A dirty gene is simply one that requires a good clean & scrub up, utilising of course Dr. Lynch's protocol. No pesky testing or chemical sampling required. We'll just take advantage of our reader’s general ignorance and naivety. For all the simple-minded debutantes attending class today, we just make it trivial, schlep the whole biz into a-priori mode.
This annoying attempt at marketing a point of view by dumbing down the rather complex yet fascinatingly powerful subjects of genetics, epigenetics and nutrigenomics may make it seem like sense to readers who fell asleep in high school during science class. Anyone perhaps a little less gullible may find the author’s simplistic stylistic method rather self-serving, condescending and dogmatic. The author clearly believes his readers are dumb sheep.
Lynch’s style here suggests a less than altruistic attempt at creating the false impression of efficient practicality where there is, in fact none. What there seems to be, though is a disappointingly successful feat of prestidigitation: the act of turning an otherwise valid , fascinating and promising topic into dreck.

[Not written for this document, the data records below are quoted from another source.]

use serde::{Deserialize, Serialize};
use std::collections::HashSet;
use tracing::{debug, info, warn};
use uuid::Uuid;
use watchdeck_models::{ContentItem, ContentUpdate, NewContent, Rating};

use crate::backend::SnapshotBackend;
use crate::error::{StoreError, StoreResult};
use crate::poster::PosterCatalog;

/// Schema version written into every snapshot. Snapshots without a version
/// are read as version 0, which shares the current item layout.
pub const SNAPSHOT_VERSION: u32 = 1;

/// Persisted form of the catalog: `{ "version": 1, "items": [...] }`
#[derive(Debug, Clone, Serialize, Deserialize, PartialEq)]
pub struct CatalogSnapshot {
    #[serde(default)]
    pub version: u32,
    pub items: Vec<ContentItem>,
}

#[derive(Serialize)]
struct SnapshotRef<'a> {
    version: u32,
    items: &'a [ContentItem],
}

/// Owner of the tracked items and the only place they are mutated
///
/// Every mutation builds the next item list, writes it through the backend,
/// and only then replaces the in-memory list. A failed write leaves the
/// catalog as it was. Updates and removals of unknown ids are no-ops.
pub struct CatalogStore<'p, B: SnapshotBackend> {
    backend: B,
    posters: &'p PosterCatalog,
    items: Vec<ContentItem>,
}

impl<'p, B: SnapshotBackend> CatalogStore<'p, B> {
    /// Open the store, hydrating from the backend. Never fails: a missing,
    /// unreadable or incompatible snapshot yields an empty catalog.
    pub fn open(mut backend: B, posters: &'p PosterCatalog) -> Self {
        let items = hydrate(&mut backend);
        Self { backend, posters, items }
    }

    /// Read-only view of the current items, in catalog order
    pub fn items(&self) -> &[ContentItem] {
        &self.items
    }

    /// Owned copy of the current items; changing it does not affect the store
    pub fn snapshot(&self) -> Vec<ContentItem> {
        self.items.clone()
    }

    pub fn get(&self, id: Uuid) -> Option<ContentItem> {
        self.items.iter().find(|item| item.id == id).cloned()
    }

    pub fn len(&self) -> usize {
        self.items.len()
    }

    pub fn is_empty(&self) -> bool {
        self.items.is_empty()
    }

    pub fn location(&self) -> String {
        self.backend.location()
    }

    /// Create an item from user input. The store assigns the id, sets
    /// `watched = false`, leaves the item unrated and resolves its poster.
    pub fn add(&mut self, input: NewContent) -> StoreResult<ContentItem> {
        let missing = input.missing_fields();
        if !missing.is_empty() {
            return Err(StoreError::Validation(missing));
        }
        let (Some(platform), Some(release_date)) = (input.platform, input.release_date) else {
            return Err(StoreError::Validation(vec!["platform", "releaseDate"]));
        };

        let title = input.title.trim().to_string();
        let image = self.posters.resolve(&title, input.content_type).to_string();
        let item = ContentItem {
            id: self.fresh_id(),
            title,
            content_type: input.content_type,
            platform,
            genre: input.genre,
            release_date,
            watched: false,
            rating: None,
            image,
        };

        let mut next = self.items.clone();
        next.push(item.clone());
        self.commit(next)?;

        info!("Added {} '{}' ({})", item.content_type, item.title, item.id);
        Ok(item)
    }

    /// Merge `update` into the item with `id`. Returns `false` without
    /// touching storage when no such item exists.
    pub fn update(&mut self, id: Uuid, update: &ContentUpdate) -> StoreResult<bool> {
        let Some(index) = self.position(id) else {
            debug!("Ignoring update for unknown item {}", id);
            return Ok(false);
        };

        if matches!(&update.title, Some(title) if title.trim().is_empty()) {
            return Err(StoreError::Validation(vec!["title"]));
        }

        let mut next = self.items.clone();
        next[index].apply(update);
        if let Some(title) = &update.title {
            next[index].title = title.trim().to_string();
        }
        self.commit(next)?;

        debug!("Updated item {}", id);
        Ok(true)
    }

    /// Flip the watched flag. Returns the updated item, or `None` for an unknown id.
    pub fn toggle_watched(&mut self, id: Uuid) -> StoreResult<Option<ContentItem>> {
        let Some(current) = self.get(id) else {
            debug!("Ignoring watched toggle for unknown item {}", id);
            return Ok(None);
        };
        self.update(id, &ContentUpdate::new().watched(!current.watched))?;
        Ok(self.get(id))
    }

    /// Set the rating, or clear it when `rating` equals the current one
    pub fn toggle_rating(&mut self, id: Uuid, rating: Rating) -> StoreResult<Option<ContentItem>> {
        let Some(current) = self.get(id) else {
            debug!("Ignoring rating toggle for unknown item {}", id);
            return Ok(None);
        };
        let update = if current.rating == Some(rating) {
            ContentUpdate::new().clear_rating()
        } else {
            ContentUpdate::new().rating(rating)
        };
        self.update(id, &update)?;
        Ok(self.get(id))
    }

    /// Delete the item with `id`. Removing an unknown id is a no-op.
    pub fn remove(&mut self, id: Uuid) -> StoreResult<bool> {
        let Some(index) = self.position(id) else {
            debug!("Ignoring removal of unknown item {}", id);
            return Ok(false);
        };

        let mut next = self.items.clone();
        let removed = next.remove(index);
        self.commit(next)?;

        info!("Removed '{}' ({})", removed.title, id);
        Ok(true)
    }

    /// Move an item to `position` (0-based, clamped to the end) and persist
    /// the new order
    pub fn move_item(&mut self, id: Uuid, position: usize) -> StoreResult<bool> {
        let Some(index) = self.position(id) else {
            debug!("Ignoring move of unknown item {}", id);
            return Ok(false);
        };

        let target = position.min(self.items.len() - 1);
        if target == index {
            return Ok(true);
        }

        let mut next = self.items.clone();
        let item = next.remove(index);
        next.insert(target, item);
        self.commit(next)?;

        debug!("Moved item {} from {} to {}", id, index, target);
        Ok(true)
    }

    /// Remove every item. Returns how many were removed.
    pub fn clear(&mut self) -> StoreResult<usize> {
        let count = self.items.len();
        self.commit(Vec::new())?;
        info!("Cleared catalog ({} items)", count);
        Ok(count)
    }

    fn position(&self, id: Uuid) -> Option<usize> {
        self.items.iter().position(|item| item.id == id)
    }

    fn fresh_id(&self) -> Uuid {
        loop {
            let id = Uuid::new_v4();
            if self.position(id).is_none() {
                return id;
            }
        }
    }

    fn commit(&mut self, next: Vec<ContentItem>) -> StoreResult<()> {
        let snapshot = SnapshotRef {
            version: SNAPSHOT_VERSION,
            items: &next,
        };
        let json = serde_json::to_string_pretty(&snapshot)?;
        self.backend
            .write(&json)
            .map_err(|source| StoreError::Persistence {
                path: self.backend.location(),
                source,
            })?;
        self.items = next;
        Ok(())
    }
}

fn hydrate<B: SnapshotBackend>(backend: &mut B) -> Vec<ContentItem> {
    let raw = match backend.read() {
        Ok(Some(raw)) => raw,
        Ok(None) => {
            debug!("No snapshot at {}, starting with an empty catalog", backend.location());
            return Vec::new();
        }
        Err(e) => {
            warn!("Failed to read snapshot at {}: {}. Starting with an empty catalog.", backend.location(), e);
            backend.quarantine();
            return Vec::new();
        }
    };

    let snapshot = match serde_json::from_str::<CatalogSnapshot>(&raw) {
        Ok(snapshot) => snapshot,
        Err(e) => {
            warn!(
                "Snapshot at {} is unreadable ({}). Starting with an empty catalog.",
                backend.location(),
                e
            );
            backend.quarantine();
            return Vec::new();
        }
    };

    if snapshot.version > SNAPSHOT_VERSION {
        warn!(
            "Snapshot at {} has version {} but only {} is supported. Starting with an empty catalog.",
            backend.location(),
            snapshot.version,
            SNAPSHOT_VERSION
        );
        backend.quarantine();
        return Vec::new();
    }

    let total = snapshot.items.len();
    let mut seen = HashSet::with_capacity(total);
    let items: Vec<ContentItem> = snapshot
        .items
        .into_iter()
        .filter(|item| seen.insert(item.id))
        .collect();
    if items.len() < total {
        warn!("Dropped {} item(s) with duplicate ids while loading the catalog", total - items.len());
    }

    info!("Loaded catalog: {} items (snapshot version {})", items.len(), snapshot.version);
    items
}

Far from empowering readers and providing them with the buoyant hope that he/she has the ability to fix his/her less than optimal DNA strands should he/she find them annoying or bothersome, Lynch employs a rather transparent set of psychological tricks here, compounding the latest scientific jargon to create an alternative reality. One sounding and seeming intuitively plausible, but lacking the practical advantages of being scientifically proven.
This just doesn't work. Not because it isn't possible. Not because I think that the subject matter itself isn’t sound or doesn’t hold real opportunities to improve the lot of most living creatures on this planet, but because the author’s method in DIRTY GENES is simply dishonest. He is a scam artist.
DIRTY GENES smacks of the same intention and artifice that once upon a time was used to sell a fairytale emperor of old a nice new suit of nonexistent clothing, only to catch him out parading around in his birthday suit and quacking like a duck.